Myka was unused to procrastinating, and having decided to commit to it, she forlornly wished that she were enjoying it more, but she left her apartment, showered and carrying an overnight bag packed with "pajamas" that she and Helena probably wouldn't wear, without talking herself into searching her shoulder bag for her phone so she could call Pete. She made better time than she expected, even taking into account her stopping at a grocery store for chocolate chip cookies and mini cupcakes, but as she neared Christina's room, feeling an unexpected - and wholly inappropriate - surge of happiness, she saw Helena standing outside it, her face taut with anger, arguing with two men. One looked like Ben Winslow, and Myka stiffened, feeling her happiness turn into something familiarly grim and unyielding, and she knew the day's grievous errors weren't over.

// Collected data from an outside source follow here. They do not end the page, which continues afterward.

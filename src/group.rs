//! The storage-group coordinator.
//!
//! One `StorageGroup` owns the writable buffers, the sequential and
//! unsequential file indexes, the latest-time tables, the merge lifecycle,
//! TTL enforcement, and external-file loading for one storage group.
//!
//! A buffer is scheduled for close either when an insert finds its
//! partition map at capacity or when `sync_close_all` is called; the flush
//! workers then invoke the close callbacks back on the coordinator.

use crate::buffer::MemBuffer;
use crate::concurrency::WorkerPool;
use crate::config::{GroupConfig, SystemFlags};
use crate::dirs::{DirectoryRotator, RoundRobinRotator};
use crate::merge::{
    MERGING_MODS_NAME, MergeLog, MergeResource, MergeSelection, run_merge_task, selector_for,
};
use crate::metadata::{InMemoryMetadata, MetadataService};
use crate::modfile::{Deletion, ModificationFile};
use crate::query::{
    FilePathsManager, QueryDataSource, ResourceView, SeriesPath, TimeFilter, UnsealedView,
};
use crate::resource::{
    DATA_FILE_SUFFIX, FileResource, MERGE_SUFFIX, RESOURCE_SUFFIX, TEMP_SUFFIX, TsFileName,
    path_with_suffix, scan_chunks,
};
use crate::tracker::LatestTimeTracker;
use crate::version::VersionController;
use crate::wal::{LogNode, NopWal, Wal};
use crate::{
    Record, Result, RowStatus, Tablet, TsVaultError, now_millis, time_partition,
};
use crossbeam_channel::{Sender, bounded};
use parking_lot::{Condvar, Mutex, RwLock};
use std::collections::{BTreeMap, HashMap};
use std::fs;
use std::path::{Path, PathBuf};
use std::sync::atomic::{AtomicBool, AtomicI64, AtomicU8, Ordering};
use std::sync::{Arc, Weak};
use std::thread::{self, JoinHandle};
use std::time::{Duration, Instant};
use tracing::{debug, error, info, warn};

const GROUP_OPEN: u8 = 0;
const GROUP_CLOSING: u8 = 1;
const GROUP_CLOSED: u8 = 2;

Although the opinion she had formed about Ben Winslow was based on little more than his ongoing battle to wrest custody of Christina away from Jemma and his not unrelated tendency to treat her as a spoil of war, enjoyed only to be subsequently forgotten, or so Jemma grumbled, Myka didn't find it improving as he crowded Helena against the wall. In what would have been melodramatic excess had he been someone other than a Winslow, he was threatening her that she would never see their daughter again. The other man had put a restraining hand on Winslow's arm, but he wasn't actively trying to restrain him; his billable hours for a week probably equaled Myka's salary, but he was, in the end, only another Winslow lackey. Dropping her bags and wishing she were wearing something that shouted "formidable federal agent" rather than faded jeans and an ancient linen shirt, Myka clamped her hand on Winslow's shoulder and pushed him away from Helena as she interposed herself between them.
"Step back," she said coolly but implacably. As he raised his arm to brush hers away, she squeezed his shoulder harder, noting with satisfaction that it was narrower than her own. "I said, step back."

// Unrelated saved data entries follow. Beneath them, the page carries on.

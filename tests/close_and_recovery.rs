use std::fs;
use std::io::Write;
use std::time::Duration;

use tempfile::TempDir;
use tsvault::{DataPoint, GroupConfig, Record};

mod common;
use common::open_group;

#[test]
fn restart_restores_files_and_watermarks() {
    let dir = TempDir::new().unwrap();
    {
        let group = open_group(&dir, GroupConfig::default());
        group.insert(&Record::single("d1", "m1", 10, 1.0)).unwrap();
        group.insert(&Record::single("d1", "m1", 20, 2.0)).unwrap();
        group.sync_close_all();
        group.insert(&Record::single("d1", "m1", 5, 3.0)).unwrap();
        group.sync_close_all();
        group.close().unwrap();
    }

    let group = open_group(&dir, GroupConfig::default());
    let seq = group.sequence_files();
    let unseq = group.unsequence_files();
    assert_eq!(seq.len(), 1);
    assert_eq!(unseq.len(), 1);
    assert_eq!(
        seq[0].read_points("d1", "m1").unwrap(),
        vec![DataPoint::new(10, 1.0), DataPoint::new(20, 2.0)]
    );
    assert_eq!(
        unseq[0].read_points("d1", "m1").unwrap(),
        vec![DataPoint::new(5, 3.0)]
    );

    // The flushed watermark survives, so routing still treats old
    // timestamps as unsequential.
    assert_eq!(group.latest_flushed_time(0, "d1"), 20);
    group.insert(&Record::single("d1", "m1", 15, 9.0)).unwrap();
    let (seq_work, unseq_work) = group.working_partitions();
    assert!(seq_work.is_empty());
    assert_eq!(unseq_work, vec![0]);

    group.insert(&Record::single("d1", "m1", 25, 9.0)).unwrap();
    let (seq_work, _) = group.working_partitions();
    assert_eq!(seq_work, vec![0]);

    group.close().unwrap();
}

#[test]
fn unsealed_file_with_torn_tail_is_reopened_writable() {
    let dir = TempDir::new().unwrap();
    let data_path;
    {
        let group = open_group(&dir, GroupConfig::default());
        group.insert(&Record::single("d1", "m1", 10, 1.0)).unwrap();
        group.insert(&Record::single("d1", "m1", 20, 2.0)).unwrap();
        group.sync_close_all();
        data_path = group.sequence_files()[0].path();
        group.close().unwrap();
    }

    // Simulate a crash mid-flush: garbage after the last chunk and no
    // sidecar, as if the file was never sealed.
    fs::remove_file(format!("{}.resource", data_path.display())).unwrap();
    let mut file = fs::OpenOptions::new().append(true).open(&data_path).unwrap();
    file.write_all(&[0xde, 0xad, 0xbe, 0xef]).unwrap();
    file.sync_all().unwrap();

    let group = open_group(&dir, GroupConfig::default());
    let seq = group.sequence_files();
    assert_eq!(seq.len(), 1);
    assert!(!seq[0].is_closed(), "last file must come back writable");
    assert_eq!(
        seq[0].read_points("d1", "m1").unwrap(),
        vec![DataPoint::new(10, 1.0), DataPoint::new(20, 2.0)]
    );

    let (seq_work, _) = group.working_partitions();
    assert_eq!(seq_work, vec![0]);

    // The recovered buffer keeps accepting rows and seals cleanly.
    group.insert(&Record::single("d1", "m1", 30, 3.0)).unwrap();
    group.sync_close_all();
    assert_eq!(
        group.sequence_files()[0].read_points("d1", "m1").unwrap(),
        vec![
            DataPoint::new(10, 1.0),
            DataPoint::new(20, 2.0),
            DataPoint::new(30, 3.0),
        ]
    );
    group.close().unwrap();
}

#[test]
fn pending_renames_are_replayed_at_startup() {
    let dir = TempDir::new().unwrap();
    let partition_dir;
    {
        let group = open_group(&dir, GroupConfig::default());
        group.insert(&Record::single("d1", "m1", 10, 1.0)).unwrap();
        group.sync_close_all();
        partition_dir = group.sequence_files()[0].path().parent().unwrap().to_path_buf();
        group.close().unwrap();
    }

    // A temp sidecar whose target survived the crash must be dropped.
    let existing = fs::read_dir(&partition_dir)
        .unwrap()
        .map(|e| e.unwrap().path())
        .find(|p| p.extension().map(|e| e == "tsd").unwrap_or(false))
        .unwrap();
    let stale_temp = format!("{}.temp", existing.display());
    fs::write(&stale_temp, b"stale").unwrap();

    let group = open_group(&dir, GroupConfig::default());
    assert!(!fs::exists(&stale_temp).unwrap());
    assert_eq!(group.sequence_files().len(), 1);
    group.close().unwrap();
}

#[test]
fn non_numeric_partition_directories_are_skipped() {
    let dir = TempDir::new().unwrap();
    {
        let group = open_group(&dir, GroupConfig::default());
        group.insert(&Record::single("d1", "m1", 10, 1.0)).unwrap();
        group.sync_close_all();
        group.close().unwrap();
    }

    let rogue = dir
        .path()
        .join("data")
        .join("sequence")
        .join("root.sg")
        .join("not-a-partition");
    fs::create_dir_all(&rogue).unwrap();
    fs::write(rogue.join("999-9-0.tsd"), b"garbage").unwrap();

    let group = open_group(&dir, GroupConfig::default());
    assert_eq!(group.sequence_files().len(), 1);
    group.close().unwrap();
}

#[test]
fn corrupt_sidecar_is_logged_and_skipped() {
    let dir = TempDir::new().unwrap();
    let sidecar;
    {
        let group = open_group(&dir, GroupConfig::default());
        group.insert(&Record::single("d1", "m1", 10, 1.0)).unwrap();
        group.insert(&Record::single("d2", "m1", 10, 1.0)).unwrap();
        group.sync_close_all();
        group.insert(&Record::single("d1", "m1", 30, 2.0)).unwrap();
        group.sync_close_all();
        sidecar = group.sequence_files()[0].resource_path();
        group.close().unwrap();
    }

    fs::write(&sidecar, b"{ not json").unwrap();

    let group = open_group(&dir, GroupConfig::default());
    // The file with the broken sidecar is skipped, the other survives.
    assert_eq!(group.sequence_files().len(), 1);
    group.close().unwrap();
}

#[test]
fn orphan_merge_log_is_removed_at_startup() {
    let dir = TempDir::new().unwrap();
    let sys_group_dir = dir.path().join("system").join("root.sg");
    fs::create_dir_all(&sys_group_dir).unwrap();
    fs::write(sys_group_dir.join("merge.log"), b"{}").unwrap();

    let group = open_group(&dir, GroupConfig::default());
    assert!(!sys_group_dir.join("merge.log").exists());
    group.close().unwrap();
}

#[test]
fn stale_merging_mods_is_discarded_when_resume_is_off() {
    let dir = TempDir::new().unwrap();
    let sys_group_dir = dir.path().join("system").join("root.sg");
    fs::create_dir_all(&sys_group_dir).unwrap();
    fs::write(sys_group_dir.join("merge.mods"), b"").unwrap();
    fs::write(sys_group_dir.join("merge.log"), b"{}").unwrap();

    let group = open_group(
        &dir,
        GroupConfig::default().with_continue_merge_after_reboot(false),
    );
    assert!(!sys_group_dir.join("merge.mods").exists());
    assert!(!sys_group_dir.join("merge.log").exists());
    assert!(!group.is_merging());

    // A deletion after discard must not try to mirror anywhere.
    group.insert(&Record::single("d1", "m1", 10, 1.0)).unwrap();
    group.delete("d1", "m1", 5).unwrap();
    group.close().unwrap();
}

#[test]
fn sync_close_all_is_idempotent_and_fast_when_empty() {
    let dir = TempDir::new().unwrap();
    let group = open_group(&dir, GroupConfig::default());
    let started = std::time::Instant::now();
    group.sync_close_all();
    group.sync_close_all();
    assert!(started.elapsed() < Duration::from_secs(5));
    group.close().unwrap();
}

With Myka as the new focus of Winslow's anger and contempt, the other man suddenly became more assertive about pulling Winslow towards him. "This is a private conversation, Ms. -"
"Agent," Myka said, "Agent Bering."
Winslow demanded, "I thought you were supposed to keep her away from Christina. Where the hell were you? How could you let her and her screwy mother hurt my kid?" He shook free of the other man's grip and thrust his chest at her, trying to press her against Helena.
Myka could hear Christina crying fretfully to Jemma, "Where's Mommy? Where's My-ka?" Then the cries became tearful in earnest. "I hurt, Nonni. Where's Mommy?" While her weeping had Helena restlessly gesturing toward the room and pleading, "Ben, can we put this aside for now? I need to go to her," it further enraged him. The color in his face deepened to the choleric red of the put-upon fathers and bosses in the Sunday comics, which Myka would have found amusing if she didn't think Winslow's next move would be to lunge at the both of them. He was sweating, though the hospital's air conditioning kept the temperature only a degree or two above that of a meat locker, and his hands were trembling as he worked his fingers, as if he were unsure whether he wanted to clench them into fists or select one to shake in their faces.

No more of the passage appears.